The proposals by the trust, which calls itself “Britain’s largest farmer” and is one of the biggest recipients of European common agriculture policy (CAP) payments, would see the basic income support system of subsidies scrapped and farmers being paid out of public funds only for environmental services such as flood prevention, wildlife and nature protection.

“It is essential to act now as 60% of species have declined in the UK over the last 50 years. Habitats, breeding grounds and food sources have been lost, soils have become depleted and natural fertility impoverished,” Ghosh will tell a BBC Countryfile conference.

“This has happened in large part due to the industrialised farming methods incentivised by successive funding regimes since the second world war. So it is not the fault of farmers but the fault of the system which is flawed and expensive,” she will say.

The biggest farms currently receive the biggest cheques but they often do the most harm to the environment. A new system could swing subsidies towards small farmers, benefiting those who protect soils and rivers, she said.

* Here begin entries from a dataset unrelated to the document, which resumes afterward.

//! Adapters Layer: epoll Interposition
//!
//! Builds `libepoll_checker.so`, a library meant to be injected with
//! `LD_PRELOAD`. It shadows the libc functions that create, configure and
//! wait on epoll instances, plus `close` and the read/write families, and
//! reports every completed call to the tracking engine.
//!
//! ```text
//! LD_PRELOAD=target/release/libepoll_checker.so ./server
//! ```
//!
//! ## Overview
//!
//! The `adapters_epoll_interpose` crate is the only place where the checker
//! touches the outside world. Each exported wrapper:
//!
//! 1. calls the original implementation, found with `dlsym(RTLD_NEXT, ..)`
//! 2. hands the return value and `errno` to the process-wide [`hooks::Checker`]
//! 3. restores `errno` and returns the original result
//!
//! The checker serializes the engine behind one mutex and logs diagnostics
//! to stderr through `env_logger`, configured from the environment (see
//! [`config`]).
//!
//! ## Modules
//!
//! - **[`config`](config/index.html)**: environment configuration
//! - **[`hooks`](hooks/index.html)**: classification and engine dispatch
//! - **[`guard`](guard/index.html)**: thread-local reentrancy guard
//! - **[`symbols`](symbols/index.html)**: lazily resolved original functions
//! - **[`errno`](errno/index.html)**: saving and restoring `errno`
//!
//! The exported symbols themselves are behind the `preload` feature and are
//! never compiled into this crate's unit tests.
//!
//! ## See Also
//!
//! - [`usecases_epoll_tracking`](../usecases_epoll_tracking/index.html): the tracking engine
//! - [`frameworks_epoll_demo`](../frameworks_epoll_demo/index.html): programs to run under the checker

pub mod config;
pub mod guard;
pub mod hooks;

#[cfg(target_os = "linux")]
pub mod errno;
#[cfg(target_os = "linux")]
pub mod symbols;

#[cfg(all(target_os = "linux", feature = "preload", not(test)))]
mod exports;

pub use config::CheckerConfig;
pub use hooks::{checker, Checker, CtlEvent};
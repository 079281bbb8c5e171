//! Command-Line Argument Parsing Module
//!
//! Uses clap for type-safe argument parsing.

use clap::{Parser, Subcommand};

/// epoll demo command-line arguments
#[derive(Parser, Debug)]
#[command(name = "epoll-demo")]
#[command(about = "Drive epoll through sequences the epoll checker reports on")]
pub struct DemoArgs {
    #[command(subcommand)]
    pub scenario: Scenario,
}

/// Call sequence to run
#[derive(Subcommand, Debug, Clone, Copy, PartialEq, Eq)]
pub enum Scenario {
    /// Register stdin for input and poll it without reading
    IdleStdin {
        /// Number of zero-timeout polls
        #[arg(long, default_value_t = 3)]
        polls: usize,
    },
    /// Register a socket for input, then re-arm it for output without reading
    UndrainedRearm,
    /// Same as undrained-rearm, but drain the socket before re-arming
    DrainedRearm,
    /// One-shot input registration: fire, drain, re-arm
    OneShot,
}

impl Scenario {
    pub fn name(&self) -> &'static str {
        match self {
            Scenario::IdleStdin { .. } => "idle-stdin",
            Scenario::UndrainedRearm => "undrained-rearm",
            Scenario::DrainedRearm => "drained-rearm",
            Scenario::OneShot => "one-shot",
        }
    }
}

#[cfg(test)]
mod tests {
    use super::*;

    #[test]
    fn test_parse_subcommands() {
        let args = DemoArgs::try_parse_from(["epoll-demo", "undrained-rearm"]).unwrap();
        assert_eq!(args.scenario, Scenario::UndrainedRearm);

        let args = DemoArgs::try_parse_from(["epoll-demo", "one-shot"]).unwrap();
        assert_eq!(args.scenario.name(), "one-shot");
    }

    #[test]
    fn test_idle_stdin_polls() {
        let args = DemoArgs::try_parse_from(["epoll-demo", "idle-stdin"]).unwrap();
        assert_eq!(args.scenario, Scenario::IdleStdin { polls: 3 });

        let args = DemoArgs::try_parse_from(["epoll-demo", "idle-stdin", "--polls", "7"]).unwrap();
        assert_eq!(args.scenario, Scenario::IdleStdin { polls: 7 });
    }

    #[test]
    fn test_scenario_required() {
        assert!(DemoArgs::try_parse_from(["epoll-demo"]).is_err());
        assert!(DemoArgs::try_parse_from(["epoll-demo", "bogus"]).is_err());
    }
}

“Unless we make different choices, we will leave an environment that is less productive, less rich and less beautiful than that which we inherited,” she said.

The EU pays British farmers up to £3bn a year, of which around 20%, or £600m, is paid to farmers to protect the environment. The trust, which owns 618,000 acres of land and has about 2,000 tenants and 4 million members, received £3m in direct subsidy from CAP last year and £8m for environmental stewardship schemes. All the money was spent on conservation, it said.

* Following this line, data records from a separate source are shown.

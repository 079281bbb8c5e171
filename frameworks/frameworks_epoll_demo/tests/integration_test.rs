//! Integration tests for frameworks_epoll_demo crate
//!
//! These tests run the socket scenarios against the real kernel, without
//! the checker loaded, and check what epoll reported.

use frameworks_epoll_demo::*;

#[test]
fn test_undrained_rearm() {
    let report = run(Scenario::UndrainedRearm).unwrap();
    assert_eq!(report.scenario, "undrained-rearm");
    assert_eq!(report.ready_events, 1);
    assert_eq!(report.bytes_read, 0);
}

#[test]
fn test_drained_rearm() {
    let report = run(Scenario::DrainedRearm).unwrap();
    // readable once, then writable once
    assert_eq!(report.ready_events, 2);
    assert_eq!(report.bytes_read, 4);
}

#[test]
fn test_one_shot_fires_once() {
    let report = run(Scenario::OneShot).unwrap();
    assert_eq!(report.ready_events, 1);
    assert_eq!(report.bytes_read, 4);
}

mod preloaded {
    //! Runs the demo binary with `libepoll_checker.so` preloaded, when the
    //! library has been built into the same target directory.

    use std::path::PathBuf;
    use std::process::{Command, Output};

    const UNDRAINED_READ: &str = "no longer monitored for input";

    fn checker_library() -> Option<PathBuf> {
        let demo = PathBuf::from(env!("CARGO_BIN_EXE_epoll-demo"));
        let library = demo.parent()?.join("libepoll_checker.so");
        if library.exists() {
            Some(library)
        } else {
            eprintln!("skipping: {} not built", library.display());
            None
        }
    }

    fn run_preloaded(library: &PathBuf, scenario: &str) -> Output {
        Command::new(env!("CARGO_BIN_EXE_epoll-demo"))
            .arg(scenario)
            .env("LD_PRELOAD", library)
            .env("EPOLL_CHECKER_LOG", "warn")
            .env("EPOLL_CHECKER_STRICT", "1")
            .env_remove("EPOLL_CHECKER_DISABLE")
            .output()
            .unwrap()
    }

    #[test]
    fn test_undrained_rearm_is_reported() {
        let Some(library) = checker_library() else {
            return;
        };
        let output = run_preloaded(&library, "undrained-rearm");
        let stderr = String::from_utf8_lossy(&output.stderr);

        // A clobbered errno would turn EAGAIN into a failed scenario
        assert!(output.status.success(), "{}", stderr);
        assert_eq!(stderr.matches(UNDRAINED_READ).count(), 1, "{}", stderr);
        assert!(stderr.contains("fd 4"), "{}", stderr);
    }

    #[test]
    fn test_clean_scenarios_report_nothing() {
        let Some(library) = checker_library() else {
            return;
        };
        for scenario in ["drained-rearm", "one-shot"] {
            let output = run_preloaded(&library, scenario);
            let stderr = String::from_utf8_lossy(&output.stderr);
            assert!(output.status.success(), "{}: {}", scenario, stderr);
            assert!(!stderr.contains("no longer monitored"), "{}: {}", scenario, stderr);
        }
    }

    #[test]
    fn test_disabled_checker_stays_silent() {
        let Some(library) = checker_library() else {
            return;
        };
        let output = Command::new(env!("CARGO_BIN_EXE_epoll-demo"))
            .arg("undrained-rearm")
            .env("LD_PRELOAD", &library)
            .env("EPOLL_CHECKER_DISABLE", "1")
            .output()
            .unwrap();
        let stderr = String::from_utf8_lossy(&output.stderr);
        assert!(output.status.success(), "{}", stderr);
        assert!(!stderr.contains(UNDRAINED_READ), "{}", stderr);
    }
}
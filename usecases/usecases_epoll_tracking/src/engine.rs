//! Tracking Engine Module
//!
//! The shadow model of the process's epoll usage.
//!
//! The engine keeps two views of the same registrations:
//!
//! - per instance: descriptor -> [`DescriptorState`]
//! - per descriptor: the set of instances monitoring it (the registration index)
//!
//! Every hook keeps both views in agreement: a handle is in the index entry
//! of `fd` exactly when that instance's map contains `fd`.
//! [`TrackingEngine::check_consistency`] verifies this.
//!
//! Hooks that require a prior registration return [`TrackingError`] when it
//! is missing and mutate nothing in that case.

use std::collections::{BTreeSet, HashMap};

use entities_epoll_state::{DescriptorState, Epfd, Fd, Interest, ReadOutcome, WriteOutcome};

use crate::diagnostics::{Diagnostic, DiagnosticSink, LogSink};
use crate::error::TrackingError;

/// One entry of the array filled by `epoll_wait`
#[derive(Debug, Clone, Copy, PartialEq, Eq)]
pub struct ReadyEvent {
    /// The `data` field, as given at registration time
    pub token: u64,
    pub events: Interest,
}

/// Shadow of one epoll instance
#[derive(Debug, Default)]
struct Instance {
    descriptors: HashMap<Fd, DescriptorState>,
    // epoll_wait reports the registration's data, not the fd
    tokens: HashMap<u64, Fd>,
    token_of: HashMap<Fd, u64>,
}

impl Instance {
    fn bind_token(&mut self, fd: Fd, token: u64) {
        self.forget_token(fd);
        if let Some(previous) = self.tokens.insert(token, fd) {
            if previous != fd {
                self.token_of.remove(&previous);
            }
        }
        self.token_of.insert(fd, token);
    }

    fn forget_token(&mut self, fd: Fd) {
        if let Some(token) = self.token_of.remove(&fd) {
            if self.tokens.get(&token) == Some(&fd) {
                self.tokens.remove(&token);
            }
        }
    }

    fn remove(&mut self, fd: Fd) -> Option<DescriptorState> {
        self.forget_token(fd);
        self.descriptors.remove(&fd)
    }
}

/// Shadow state of every epoll instance and registration of a process
#[derive(Debug)]
pub struct TrackingEngine<S: DiagnosticSink = LogSink> {
    instances: HashMap<Epfd, Instance>,
    registrations: HashMap<Fd, BTreeSet<Epfd>>,
    sink: S,
}

impl TrackingEngine<LogSink> {
    /// Create an engine reporting through the `log` facade
    pub fn new() -> Self {
        Self::with_sink(LogSink)
    }
}

impl Default for TrackingEngine<LogSink> {
    fn default() -> Self {
        Self::new()
    }
}

impl<S: DiagnosticSink> TrackingEngine<S> {
    /// Create an engine reporting to `sink`
    pub fn with_sink(sink: S) -> Self {
        Self {
            instances: HashMap::new(),
            registrations: HashMap::new(),
            sink,
        }
    }

    pub fn sink(&self) -> &S {
        &self.sink
    }

    pub fn sink_mut(&mut self) -> &mut S {
        &mut self.sink
    }

    pub fn into_sink(self) -> S {
        self.sink
    }

    /// An epoll instance was created
    ///
    /// Negative handles (failed creation) are ignored. A handle that is
    /// already tracked is reported and its registrations are kept.
    pub fn on_epoll_create(&mut self, handle: Epfd) {
        if handle < 0 {
            return;
        }
        if self.instances.contains_key(&handle) {
            self.sink.report(Diagnostic::duplicate_instance(handle));
            return;
        }
        log::trace!("epoll instance {} created", handle);
        self.instances.insert(handle, Instance::default());
    }

    /// `EPOLL_CTL_ADD` succeeded
    ///
    /// Must only be called after the real call returned 0. An instance
    /// created before tracking started is adopted on its first registration.
    pub fn on_add_event(&mut self, handle: Epfd, fd: Fd, events: Interest) -> Result<(), TrackingError> {
        if handle < 0 {
            return Err(TrackingError::UnknownInstance { handle });
        }
        if fd < 0 {
            return Err(TrackingError::UnknownDescriptor { handle, fd });
        }

        let instance = self.instances.entry(handle).or_insert_with(|| {
            log::debug!("adopting untracked epoll instance {}", handle);
            Instance::default()
        });
        let state = DescriptorState::from_events(events);
        if instance.descriptors.insert(fd, state).is_some() {
            log::debug!("fd {} added twice to epoll instance {}", fd, handle);
        }
        self.registrations.entry(fd).or_default().insert(handle);

        log::trace!("epoll instance {} add fd {} {:?}", handle, fd, events);
        Ok(())
    }

    /// `EPOLL_CTL_MOD` succeeded
    ///
    /// Reports a direction whose monitoring is dropped while its readiness
    /// was never consumed, then replaces the state with a fresh one.
    pub fn on_mod_event(&mut self, handle: Epfd, fd: Fd, events: Interest) -> Result<(), TrackingError> {
        let instance = self
            .instances
            .get_mut(&handle)
            .ok_or(TrackingError::UnknownInstance { handle })?;
        let current = instance
            .descriptors
            .get_mut(&fd)
            .ok_or(TrackingError::UnknownDescriptor { handle, fd })?;

        let next = DescriptorState::from_events(events);
        if current.loses_undrained_input(&next) {
            let diagnostic = Diagnostic::undrained_read(handle, fd);
            self.sink.report(if current.edge_triggered() {
                diagnostic.on_edge_triggered()
            } else {
                diagnostic
            });
        }
        if current.loses_unflushed_output(&next) {
            let diagnostic = Diagnostic::undrained_write(handle, fd);
            self.sink.report(if current.edge_triggered() {
                diagnostic.on_edge_triggered()
            } else {
                diagnostic
            });
        }
        *current = next;

        log::trace!("epoll instance {} mod fd {} {:?}", handle, fd, events);
        Ok(())
    }

    /// Remember the `data` token of a registration, for [`Self::on_wait`]
    pub fn bind_token(&mut self, handle: Epfd, fd: Fd, token: u64) -> Result<(), TrackingError> {
        let instance = self
            .instances
            .get_mut(&handle)
            .ok_or(TrackingError::UnknownInstance { handle })?;
        if !instance.descriptors.contains_key(&fd) {
            return Err(TrackingError::UnknownDescriptor { handle, fd });
        }
        instance.bind_token(fd, token);
        Ok(())
    }

    /// `EPOLL_CTL_DEL` succeeded
    ///
    /// Erasing a pair that is not registered is a no-op.
    pub fn on_erase_event(&mut self, handle: Epfd, fd: Fd) -> Result<(), TrackingError> {
        let instance = self
            .instances
            .get_mut(&handle)
            .ok_or(TrackingError::UnknownInstance { handle })?;
        if instance.remove(fd).is_none() {
            return Ok(());
        }
        self.unindex(fd, handle);

        log::trace!("epoll instance {} del fd {}", handle, fd);
        Ok(())
    }

    /// `epoll_wait` on `handle` returned `ready`
    ///
    /// Records the reported readiness; a one-shot registration is disarmed.
    /// Tokens that match no known registration are skipped.
    pub fn on_wait(&mut self, handle: Epfd, ready: &[ReadyEvent]) {
        let Some(instance) = self.instances.get_mut(&handle) else {
            return;
        };
        for event in ready {
            let Some(&fd) = instance.tokens.get(&event.token) else {
                continue;
            };
            if let Some(state) = instance.descriptors.get_mut(&fd) {
                *state = state.with_reported(event.events);
            }
        }
    }

    /// A read-family call on `fd` completed with `outcome`
    pub fn on_read(&mut self, fd: Fd, outcome: ReadOutcome) {
        if outcome.is_activity() {
            self.update_monitors(fd, DescriptorState::with_in_activity);
        }
    }

    /// A write-family call on `fd` completed with `outcome`
    pub fn on_write(&mut self, fd: Fd, outcome: WriteOutcome) {
        if outcome.is_activity() {
            self.update_monitors(fd, DescriptorState::with_out_activity);
        }
    }

    /// `close(fd)` succeeded
    ///
    /// Closing an epoll handle drops the instance and every index entry
    /// referring to it. Closing a monitored descriptor drops it from every
    /// instance. An epoll handle nested in another instance gets both.
    pub fn on_close(&mut self, fd: Fd) {
        if let Some(instance) = self.instances.remove(&fd) {
            for monitored in instance.descriptors.keys() {
                self.unindex(*monitored, fd);
            }
            log::trace!("epoll instance {} closed", fd);
        }

        if let Some(handles) = self.registrations.remove(&fd) {
            for handle in handles {
                if let Some(instance) = self.instances.get_mut(&handle) {
                    instance.remove(fd);
                }
            }
            log::trace!("monitored fd {} closed", fd);
        }
    }

    /// Whether `handle` is a tracked epoll instance
    pub fn is_tracked(&self, handle: Epfd) -> bool {
        self.instances.contains_key(&handle)
    }

    pub fn instance_count(&self) -> usize {
        self.instances.len()
    }

    /// State of the registration of `fd` in `handle`
    pub fn descriptor_state(&self, handle: Epfd, fd: Fd) -> Option<DescriptorState> {
        self.instances
            .get(&handle)
            .and_then(|instance| instance.descriptors.get(&fd))
            .copied()
    }

    /// Descriptors registered with `handle`, ascending; `None` if untracked
    pub fn descriptors_of(&self, handle: Epfd) -> Option<Vec<Fd>> {
        self.instances.get(&handle).map(|instance| {
            let mut fds: Vec<Fd> = instance.descriptors.keys().copied().collect();
            fds.sort_unstable();
            fds
        })
    }

    /// Instances monitoring `fd`, ascending
    pub fn instances_monitoring(&self, fd: Fd) -> Vec<Epfd> {
        self.registrations
            .get(&fd)
            .map(|handles| handles.iter().copied().collect())
            .unwrap_or_default()
    }

    /// Verify that the registration index mirrors the per-instance maps
    pub fn check_consistency(&self) -> Result<(), TrackingError> {
        for (&handle, instance) in &self.instances {
            for &fd in instance.descriptors.keys() {
                let indexed = self
                    .registrations
                    .get(&fd)
                    .map_or(false, |handles| handles.contains(&handle));
                if !indexed {
                    return Err(TrackingError::IndexOutOfSync { handle, fd });
                }
            }
            for (token, &fd) in &instance.tokens {
                let bound = instance.token_of.get(&fd) == Some(token);
                if !bound || !instance.descriptors.contains_key(&fd) {
                    return Err(TrackingError::IndexOutOfSync { handle, fd });
                }
            }
            for (&fd, token) in &instance.token_of {
                if instance.tokens.get(token) != Some(&fd) {
                    return Err(TrackingError::IndexOutOfSync { handle, fd });
                }
            }
        }

        for (&fd, handles) in &self.registrations {
            if handles.is_empty() {
                return Err(TrackingError::IndexOutOfSync { handle: -1, fd });
            }
            for &handle in handles {
                let registered = self
                    .instances
                    .get(&handle)
                    .map_or(false, |instance| instance.descriptors.contains_key(&fd));
                if !registered {
                    return Err(TrackingError::IndexOutOfSync { handle, fd });
                }
            }
        }

        Ok(())
    }

    fn unindex(&mut self, fd: Fd, handle: Epfd) {
        if let Some(handles) = self.registrations.get_mut(&fd) {
            handles.remove(&handle);
            if handles.is_empty() {
                self.registrations.remove(&fd);
            }
        }
    }

    fn update_monitors(&mut self, fd: Fd, update: fn(DescriptorState) -> DescriptorState) {
        let Some(handles) = self.registrations.get(&fd) else {
            return;
        };
        for handle in handles {
            match self
                .instances
                .get_mut(handle)
                .and_then(|instance| instance.descriptors.get_mut(&fd))
            {
                Some(state) => *state = update(*state),
                None => log::error!(
                    "registration index out of sync for fd {} and epoll instance {}",
                    fd,
                    handle
                ),
            }
        }
    }
}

Ghosh said she did not expect the price of food to automatically increase with the elimination of subsidies for land ownership. “The price of food is already affected by the global market. Only about 8p of the price of a loaf of bread is the cost of the wheat that it is made from. The link between the subsidy system and the price of food is not absolute.”

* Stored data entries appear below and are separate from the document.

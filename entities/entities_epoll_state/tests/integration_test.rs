//! Integration tests for entities_epoll_state crate
//!
//! These tests follow a descriptor state through a registration's life:
//! built from an `epoll_ctl` bitset, updated by classified I/O results.

use entities_epoll_state::*;

#[test]
fn test_state_follows_classified_reads() {
    let mut state = DescriptorState::from_events(Interest::EPOLLIN);

    // Nothing available yet
    if let Some(outcome) = classify_read(-1, libc::EAGAIN) {
        if outcome.is_activity() {
            state = state.with_in_activity();
        }
    }
    assert!(!state.had_in_ops_after_monitoring());

    // Interrupted calls are not recorded at all
    assert!(classify_read(-1, libc::EINTR).is_none());

    // Data arrives
    if let Some(outcome) = classify_read(128, 0) {
        if outcome.is_activity() {
            state = state.with_in_activity();
        }
    }
    assert!(state.had_in_ops_after_monitoring());
}

#[test]
fn test_reregistration_starts_fresh() {
    let state = DescriptorState::from_events(Interest::EPOLLIN | Interest::EPOLLOUT)
        .with_in_activity()
        .with_out_activity();

    let next = DescriptorState::from_events(Interest::EPOLLOUT);
    assert!(!state.loses_undrained_input(&next));
    assert!(!next.had_in_ops_after_monitoring());
    assert!(!next.had_out_ops_after_monitoring());
}

#[test]
fn test_raw_bits_roundtrip_through_interest() {
    let raw = (libc::EPOLLIN | libc::EPOLLET) as u32;
    let interest = Interest::from_bits_retain(raw);
    assert!(interest.is_readable());
    assert!(interest.is_edge_triggered());
    assert_eq!(interest.bits(), raw);
}

#[test]
fn test_write_error_counts_as_activity() {
    let state = DescriptorState::from_events(Interest::EPOLLOUT);
    let outcome = classify_write(-1, libc::EPIPE).unwrap();
    assert_eq!(outcome, WriteOutcome::Error);
    assert!(outcome.is_activity());
    let next = DescriptorState::from_events(Interest::empty());
    assert!(!state.with_out_activity().loses_unflushed_output(&next));
    assert!(state.loses_unflushed_output(&next));
}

She said that many upland National Trust farmers already managed their land for the benefit of nature and landscape rather than for food production. Renewable energy, flood protection services and eco-tourism could pay more than subsidies.

Ghosh enviaged a phase-out period during which farmers would continue to receive payments for land ownership. “It cannot be done overnight. It is not clear yet when the current subsidy system will phase out. But all interested parties are asking for it to remain until 2025,” she said.

“We may need some kind of transition period to get there but that means payments for goods that go beyond food production – for the wildflowers, bees and butterflies that we love, for the farmland birds, now threatened, for the water meadows and meandering rivers that will help prevent the flooding of our towns, and for the rebuilding of the fertility and health of the soils on which both nature and production depend.”

Ghosh laid out six principles of farming and conservation which she said should apply in the new, post-Brexit system:

1. Public money must only pay for public goods. There will need to be a transition to the new world but this basic income support payment should be removed.

2. It should be unacceptable to harm nature but easy to help it. In the future, 100% of any public payment should be conditional on meeting higher standards of wildlife, soil and water stewardship.

3. Nature should be abundant everywhere. The new system needs to support nature in the lowlands as well as the uplands.

4. We need to drive better outcomes for nature. Nature needs joined up habitats on a landscape scale with subsidies implemented on a farm-by-farm basis.

5. Farmers that deliver the most public benefit should get the most. In the future, those farmers and land managers who get the most public money should be those who deliver the best environmental outcomes.

6. We must invest in science, new technology and new markets that help nature. Public money should help create ways of farming that benefit nature and help develop new markets to reward farmer for storing carbon, preventing floods and promoting biodiversity.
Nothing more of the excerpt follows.